The Wild Dogs of Borneo

Here's how old I am: when I was in grade school, National Geographic was not a Rupert Murdoch organ, or even a marginal basic cable channel. It was a scientific journal that produced a handful of nature specials over several years for PBS, and those shows were such a big deal that you didn't get assigned homework the day they aired, you just had to watch the TV show. Everybody watched, and you could stay up past your bedtime on a school night if you bathed early and were in your pajamas. They were THE BEST.

I should be able to say I remember many, but I only remember one: The Wild Dogs of Borneo, because this was when my father showed his children what life was all about.

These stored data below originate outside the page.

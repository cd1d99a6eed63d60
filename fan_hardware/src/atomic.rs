use std::{
    fs,
    io::{self, Write},
    path::Path,
};

/// Replace `path` with `bytes` via a synced sibling file and a rename.
///
/// A failed attempt removes the staged sibling; `path` keeps its old contents.
pub fn write_image(path: &Path, bytes: &[u8]) -> io::Result<()> {
    let staged = path.with_extension("staged");
    let result = stage(&staged, bytes).and_then(|()| fs::rename(&staged, path));
    if result.is_err() && staged.is_file() {
        let _ = fs::remove_file(&staged);
    }
    result
}

fn stage(staged: &Path, bytes: &[u8]) -> io::Result<()> {
    let mut f = fs::File::create(staged)?;
    f.write_all(bytes)?;
    f.sync_all()
}

/// Persist `image` with one cell changed, then apply the change in memory.
///
/// The in-memory image is only touched once the file holds the new byte, so
/// a failed write leaves memory and disk in agreement.
pub fn commit_cell(path: &Path, image: &mut [u8], cell: usize, byte: u8) -> io::Result<()> {
    let mut next = image.to_vec();
    let Some(slot) = next.get_mut(cell) else {
        return Err(io::Error::new(
            io::ErrorKind::InvalidInput,
            format!("cell {cell} outside image of {} bytes", image.len()),
        ));
    };
    *slot = byte;
    write_image(path, &next)?;
    image.copy_from_slice(&next);
    Ok(())
}
//! Type-state builder for `FanController` and generic `build_controller` constructor.
//!
//! The builder enforces at compile time that inputs, actuator and store are
//! provided before `build()` is available. `try_build()` is always available
//! for dynamic checks.

use std::marker::PhantomData;

use eyre::WrapErr;
use fan_traits::{ActuatorSink, InputSource, PersistentStore};

use crate::config::{CadenceCfg, MappingCfg, StoreCfg};
use crate::controller::{ControllerCore, ControllerState};
use crate::diagnostics::DiagnosticSink;
use crate::error::{BuildError, Result};
use crate::status::ControllerStats;
use crate::threshold_store::load_threshold;

/// Highest servo angle a hobby servo accepts.
pub const MAX_SERVO_ANGLE: u8 = 180;

/// Dynamically dispatched controller, as assembled by `ControllerBuilder`.
pub type FanController =
    ControllerCore<Box<dyn InputSource>, Box<dyn ActuatorSink>, Box<dyn PersistentStore>>;

impl FanController {
    /// Start building a controller.
    pub fn builder() -> ControllerBuilder<Missing, Missing, Missing> {
        ControllerBuilder::default()
    }
}

// ── Type-state markers ───────────────────────────────────────────────────────

pub struct Missing;
pub struct Set;

/// Builder for `FanController`. All fields are validated on `build()`.
pub struct ControllerBuilder<I, A, P> {
    inputs: Option<Box<dyn InputSource>>,
    actuator: Option<Box<dyn ActuatorSink>>,
    store: Option<Box<dyn PersistentStore>>,
    mapping: Option<MappingCfg>,
    cadence: Option<CadenceCfg>,
    store_cfg: Option<StoreCfg>,
    diagnostics: Option<Box<dyn DiagnosticSink>>,
    _i: PhantomData<I>,
    _a: PhantomData<A>,
    _p: PhantomData<P>,
}

impl Default for ControllerBuilder<Missing, Missing, Missing> {
    fn default() -> Self {
        Self {
            inputs: None,
            actuator: None,
            store: None,
            mapping: None,
            cadence: None,
            store_cfg: None,
            diagnostics: None,
            _i: PhantomData,
            _a: PhantomData,
            _p: PhantomData,
        }
    }
}

fn invalid(msg: &'static str) -> eyre::Report {
    eyre::Report::new(BuildError::InvalidConfig(msg))
}

/// Validate configuration, load the stored threshold and construct a
/// `ControllerCore`.
///
/// Shared by `ControllerBuilder::try_build()` and `build_controller()`.
fn validate_and_build<I, A, P>(
    inputs: I,
    actuator: A,
    mut store: P,
    mapping: MappingCfg,
    cadence: CadenceCfg,
    store_cfg: StoreCfg,
    diagnostics: Option<Box<dyn DiagnosticSink>>,
) -> Result<ControllerCore<I, A, P>>
where
    I: InputSource,
    A: ActuatorSink,
    P: PersistentStore,
{
    // ── Validation ───────────────────────────────────────────────────────────
    if cadence.sample_rate_hz == 0 {
        return Err(invalid("sample_rate_hz must be > 0"));
    }
    if cadence.update_every == 0 {
        return Err(invalid("update_every must be >= 1"));
    }
    if mapping.analog_max == 0 {
        return Err(invalid("analog_max must be >= 1"));
    }
    if mapping.dial_threshold >= mapping.analog_max {
        return Err(invalid("dial_threshold must be < analog_max"));
    }
    if mapping.pos_min > mapping.pos_max {
        return Err(invalid("pos_min must be <= pos_max"));
    }
    if mapping.pos_max > MAX_SERVO_ANGLE {
        return Err(invalid("pos_max must be <= 180"));
    }
    if store_cfg.address == u16::MAX {
        return Err(invalid("store address must leave room for two bytes"));
    }

    // ── Restore ──────────────────────────────────────────────────────────────
    let stored = load_threshold(&mut store, store_cfg.address)
        .wrap_err("loading stored threshold")?;
    let threshold = if stored > mapping.analog_max {
        tracing::warn!(
            stored,
            analog_max = mapping.analog_max,
            "stored threshold out of range; clamping"
        );
        mapping.analog_max
    } else {
        stored
    };
    tracing::debug!(threshold, address = store_cfg.address, "threshold restored");

    Ok(ControllerCore {
        inputs,
        actuator,
        store,
        mapping,
        cadence,
        store_cfg,
        state: ControllerState::with_threshold(threshold),
        diagnostics,
        stats: ControllerStats::default(),
    })
}

impl<I, A, P> ControllerBuilder<I, A, P> {
    /// Fallible build available in any type-state; returns a detailed error for missing pieces.
    pub fn try_build(self) -> Result<FanController> {
        let inputs = self
            .inputs
            .ok_or_else(|| eyre::Report::new(BuildError::MissingInputs))?;
        let actuator = self
            .actuator
            .ok_or_else(|| eyre::Report::new(BuildError::MissingActuator))?;
        let store = self
            .store
            .ok_or_else(|| eyre::Report::new(BuildError::MissingStore))?;

        validate_and_build(
            inputs,
            actuator,
            store,
            self.mapping.unwrap_or_default(),
            self.cadence.unwrap_or_default(),
            self.store_cfg.unwrap_or_default(),
            self.diagnostics,
        )
    }
}

/// Chainable setters that do not affect type-state.
impl<I, A, P> ControllerBuilder<I, A, P> {
    pub fn with_mapping(mut self, mapping: MappingCfg) -> Self {
        self.mapping = Some(mapping);
        self
    }
    pub fn with_cadence(mut self, cadence: CadenceCfg) -> Self {
        self.cadence = Some(cadence);
        self
    }
    pub fn with_store_cfg(mut self, store_cfg: StoreCfg) -> Self {
        self.store_cfg = Some(store_cfg);
        self
    }
    /// Attach a diagnostic sink; without one, ticks are silent.
    pub fn with_diagnostics(mut self, sink: impl DiagnosticSink + 'static) -> Self {
        self.diagnostics = Some(Box::new(sink));
        self
    }
}

// Setters that advance type-state
impl<A, P> ControllerBuilder<Missing, A, P> {
    pub fn with_inputs(self, inputs: impl InputSource + 'static) -> ControllerBuilder<Set, A, P> {
        ControllerBuilder {
            inputs: Some(Box::new(inputs)),
            actuator: self.actuator,
            store: self.store,
            mapping: self.mapping,
            cadence: self.cadence,
            store_cfg: self.store_cfg,
            diagnostics: self.diagnostics,
            _i: PhantomData,
            _a: PhantomData,
            _p: PhantomData,
        }
    }
}

impl<I, P> ControllerBuilder<I, Missing, P> {
    pub fn with_actuator(
        self,
        actuator: impl ActuatorSink + 'static,
    ) -> ControllerBuilder<I, Set, P> {
        ControllerBuilder {
            inputs: self.inputs,
            actuator: Some(Box::new(actuator)),
            store: self.store,
            mapping: self.mapping,
            cadence: self.cadence,
            store_cfg: self.store_cfg,
            diagnostics: self.diagnostics,
            _i: PhantomData,
            _a: PhantomData,
            _p: PhantomData,
        }
    }
}

impl<I, A> ControllerBuilder<I, A, Missing> {
    pub fn with_store(self, store: impl PersistentStore + 'static) -> ControllerBuilder<I, A, Set> {
        ControllerBuilder {
            inputs: self.inputs,
            actuator: self.actuator,
            store: Some(Box::new(store)),
            mapping: self.mapping,
            cadence: self.cadence,
            store_cfg: self.store_cfg,
            diagnostics: self.diagnostics,
            _i: PhantomData,
            _a: PhantomData,
            _p: PhantomData,
        }
    }
}

impl ControllerBuilder<Set, Set, Set> {
    /// Validate and build. Only available once inputs, actuator and store are set.
    pub fn build(self) -> Result<FanController> {
        self.try_build()
    }
}

/// Build a statically dispatched controller from concrete collaborators.
///
/// Delegates to the shared `validate_and_build`.
pub fn build_controller<I, A, P>(
    inputs: I,
    actuator: A,
    store: P,
    mapping: MappingCfg,
    cadence: CadenceCfg,
    store_cfg: StoreCfg,
    diagnostics: Option<Box<dyn DiagnosticSink>>,
) -> Result<ControllerCore<I, A, P>>
where
    I: InputSource,
    A: ActuatorSink,
    P: PersistentStore,
{
    validate_and_build(
        inputs,
        actuator,
        store,
        mapping,
        cadence,
        store_cfg,
        diagnostics,
    )
}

It's hard to imagine in these enlightened times, but in the early 70s, unless a child had chosen her hamsters poorly, she was probably unacquainted with maternal cannibalism. As our rodents were onlies, my sister, brother, and I were completely unprepared for what happens to the little wild puppies in a drought when the food situation is bleak.

As the rich voice of the narrator described the plight of the mother, the resource burden the puppies represented, and the survival instinct, we put two and two together. There was some yelling and crying as we decided to get as far away from the television as we could, but Dad grabbed us all and sat us in his lap, squeezing us in place. 

"No! You kids need to watch this. THIS is how the world works. Everything dies. Nature doesn't care. You can't escape, even if you pretend it's not true!"

My mother dragged on her cigarette (my father felt so strongly about this teachable moment that he had dropped his in an ashtray), and protested that this was a little much for children. She and my father rarely disagreed; but she knew who was going to have to put us to bed, so she was clear about who the real victim was going to be.

We squirmed and cried while the mother ate the puppies. If things looked up in Borneo for the dogs after that, I don’t remember. But my father never wavered from that message, and that internalized chaotic brutality has been oddly one of the best things he ever gave me. That, and letting me stay up for Monty Python’s Flying Circus.